- _Information_
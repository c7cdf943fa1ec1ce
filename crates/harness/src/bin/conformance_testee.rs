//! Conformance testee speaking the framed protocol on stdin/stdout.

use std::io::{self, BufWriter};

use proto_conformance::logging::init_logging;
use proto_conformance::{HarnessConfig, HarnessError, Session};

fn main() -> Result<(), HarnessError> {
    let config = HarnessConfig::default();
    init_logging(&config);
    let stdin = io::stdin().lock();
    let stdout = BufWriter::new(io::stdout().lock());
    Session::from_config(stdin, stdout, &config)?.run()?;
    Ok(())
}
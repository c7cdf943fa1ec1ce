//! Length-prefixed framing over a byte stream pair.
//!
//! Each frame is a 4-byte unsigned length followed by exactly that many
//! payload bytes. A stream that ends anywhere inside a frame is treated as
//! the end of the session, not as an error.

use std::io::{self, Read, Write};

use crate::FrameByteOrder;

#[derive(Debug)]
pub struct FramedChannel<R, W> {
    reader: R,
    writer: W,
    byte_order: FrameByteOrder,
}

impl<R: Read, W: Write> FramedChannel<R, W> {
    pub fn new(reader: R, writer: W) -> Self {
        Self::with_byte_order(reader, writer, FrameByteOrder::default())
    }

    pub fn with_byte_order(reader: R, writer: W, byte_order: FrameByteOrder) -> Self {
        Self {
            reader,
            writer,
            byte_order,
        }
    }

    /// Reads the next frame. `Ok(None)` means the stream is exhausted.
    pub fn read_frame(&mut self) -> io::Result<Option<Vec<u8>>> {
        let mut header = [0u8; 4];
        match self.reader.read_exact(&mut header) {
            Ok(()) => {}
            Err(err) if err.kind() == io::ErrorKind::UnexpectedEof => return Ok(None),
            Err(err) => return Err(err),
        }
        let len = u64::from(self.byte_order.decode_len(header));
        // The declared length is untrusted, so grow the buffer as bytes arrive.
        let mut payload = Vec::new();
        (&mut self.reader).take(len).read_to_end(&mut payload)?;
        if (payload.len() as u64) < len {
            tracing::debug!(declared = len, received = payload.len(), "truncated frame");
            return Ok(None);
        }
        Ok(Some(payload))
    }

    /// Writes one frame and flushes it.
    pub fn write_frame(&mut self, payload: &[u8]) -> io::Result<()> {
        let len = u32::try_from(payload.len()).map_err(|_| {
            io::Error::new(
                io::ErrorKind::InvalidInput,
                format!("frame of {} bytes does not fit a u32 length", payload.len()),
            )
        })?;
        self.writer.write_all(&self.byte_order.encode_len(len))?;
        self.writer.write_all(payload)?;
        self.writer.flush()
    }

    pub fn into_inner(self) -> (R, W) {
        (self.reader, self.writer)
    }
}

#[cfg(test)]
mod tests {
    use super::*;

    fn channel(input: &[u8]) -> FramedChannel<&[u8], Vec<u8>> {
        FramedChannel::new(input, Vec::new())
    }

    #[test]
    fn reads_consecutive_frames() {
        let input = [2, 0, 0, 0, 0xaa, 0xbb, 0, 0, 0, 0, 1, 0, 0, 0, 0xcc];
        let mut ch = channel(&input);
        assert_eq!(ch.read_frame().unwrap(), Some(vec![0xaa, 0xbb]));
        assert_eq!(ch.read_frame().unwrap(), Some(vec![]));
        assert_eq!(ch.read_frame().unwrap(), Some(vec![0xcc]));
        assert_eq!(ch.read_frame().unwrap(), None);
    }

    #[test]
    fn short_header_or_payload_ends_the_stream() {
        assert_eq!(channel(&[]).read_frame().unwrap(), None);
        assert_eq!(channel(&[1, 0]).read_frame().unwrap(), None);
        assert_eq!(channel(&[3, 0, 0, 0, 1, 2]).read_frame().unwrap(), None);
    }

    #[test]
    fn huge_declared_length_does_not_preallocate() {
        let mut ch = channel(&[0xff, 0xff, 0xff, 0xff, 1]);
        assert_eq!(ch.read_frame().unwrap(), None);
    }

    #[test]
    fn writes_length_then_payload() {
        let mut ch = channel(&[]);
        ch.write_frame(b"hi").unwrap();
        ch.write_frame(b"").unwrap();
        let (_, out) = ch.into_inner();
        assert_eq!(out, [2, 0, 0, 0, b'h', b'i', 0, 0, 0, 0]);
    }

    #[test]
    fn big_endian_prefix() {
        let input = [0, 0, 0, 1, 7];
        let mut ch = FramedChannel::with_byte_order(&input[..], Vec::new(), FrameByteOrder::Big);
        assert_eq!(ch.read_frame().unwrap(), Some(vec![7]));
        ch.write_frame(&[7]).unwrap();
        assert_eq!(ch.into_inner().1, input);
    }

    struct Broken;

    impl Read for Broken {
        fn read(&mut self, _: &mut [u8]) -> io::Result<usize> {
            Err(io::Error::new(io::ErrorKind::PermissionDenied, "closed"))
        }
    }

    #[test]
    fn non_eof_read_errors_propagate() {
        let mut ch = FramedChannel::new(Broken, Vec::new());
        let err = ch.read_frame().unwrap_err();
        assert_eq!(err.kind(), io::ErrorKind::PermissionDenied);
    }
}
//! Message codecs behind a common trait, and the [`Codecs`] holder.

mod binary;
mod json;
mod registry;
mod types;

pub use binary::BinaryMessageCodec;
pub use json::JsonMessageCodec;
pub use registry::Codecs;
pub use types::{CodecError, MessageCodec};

- _Assignment_
Look at the material above and copy, word for word, its lines from the first through the one containing "as bytes arrive.".

- _Completed exercise_
repository c7cdf943fa1ec1ce
filename crates/harness/src/bin/conformance_testee.rs
//! Conformance testee speaking the framed protocol on stdin/stdout.

use std::io::{self, BufWriter};

use proto_conformance::logging::init_logging;
use proto_conformance::{HarnessConfig, HarnessError, Session};

fn main() -> Result<(), HarnessError> {
    let config = HarnessConfig::default();
    init_logging(&config);
    let stdin = io::stdin().lock();
    let stdout = BufWriter::new(io::stdout().lock());
    Session::from_config(stdin, stdout, &config)?.run()?;
    Ok(())
}
repository c7cdf943fa1ec1ce
//! Length-prefixed framing over a byte stream pair.
//!
//! Each frame is a 4-byte unsigned length followed by exactly that many
//! payload bytes. A stream that ends anywhere inside a frame is treated as
//! the end of the session, not as an error.

use std::io::{self, Read, Write};

use crate::FrameByteOrder;

#[derive(Debug)]
pub struct FramedChannel<R, W> {
    reader: R,
    writer: W,
    byte_order: FrameByteOrder,
}

impl<R: Read, W: Write> FramedChannel<R, W> {
    pub fn new(reader: R, writer: W) -> Self {
        Self::with_byte_order(reader, writer, FrameByteOrder::default())
    }

    pub fn with_byte_order(reader: R, writer: W, byte_order: FrameByteOrder) -> Self {
        Self {
            reader,
            writer,
            byte_order,
        }
    }

    /// Reads the next frame. `Ok(None)` means the stream is exhausted.
    pub fn read_frame(&mut self) -> io::Result<Option<Vec<u8>>> {
        let mut header = [0u8; 4];
        match self.reader.read_exact(&mut header) {
            Ok(()) => {}
            Err(err) if err.kind() == io::ErrorKind::UnexpectedEof => return Ok(None),
            Err(err) => return Err(err),
        }
        let len = u64::from(self.byte_order.decode_len(header));
        // The declared length is untrusted, so grow the buffer as bytes arrive.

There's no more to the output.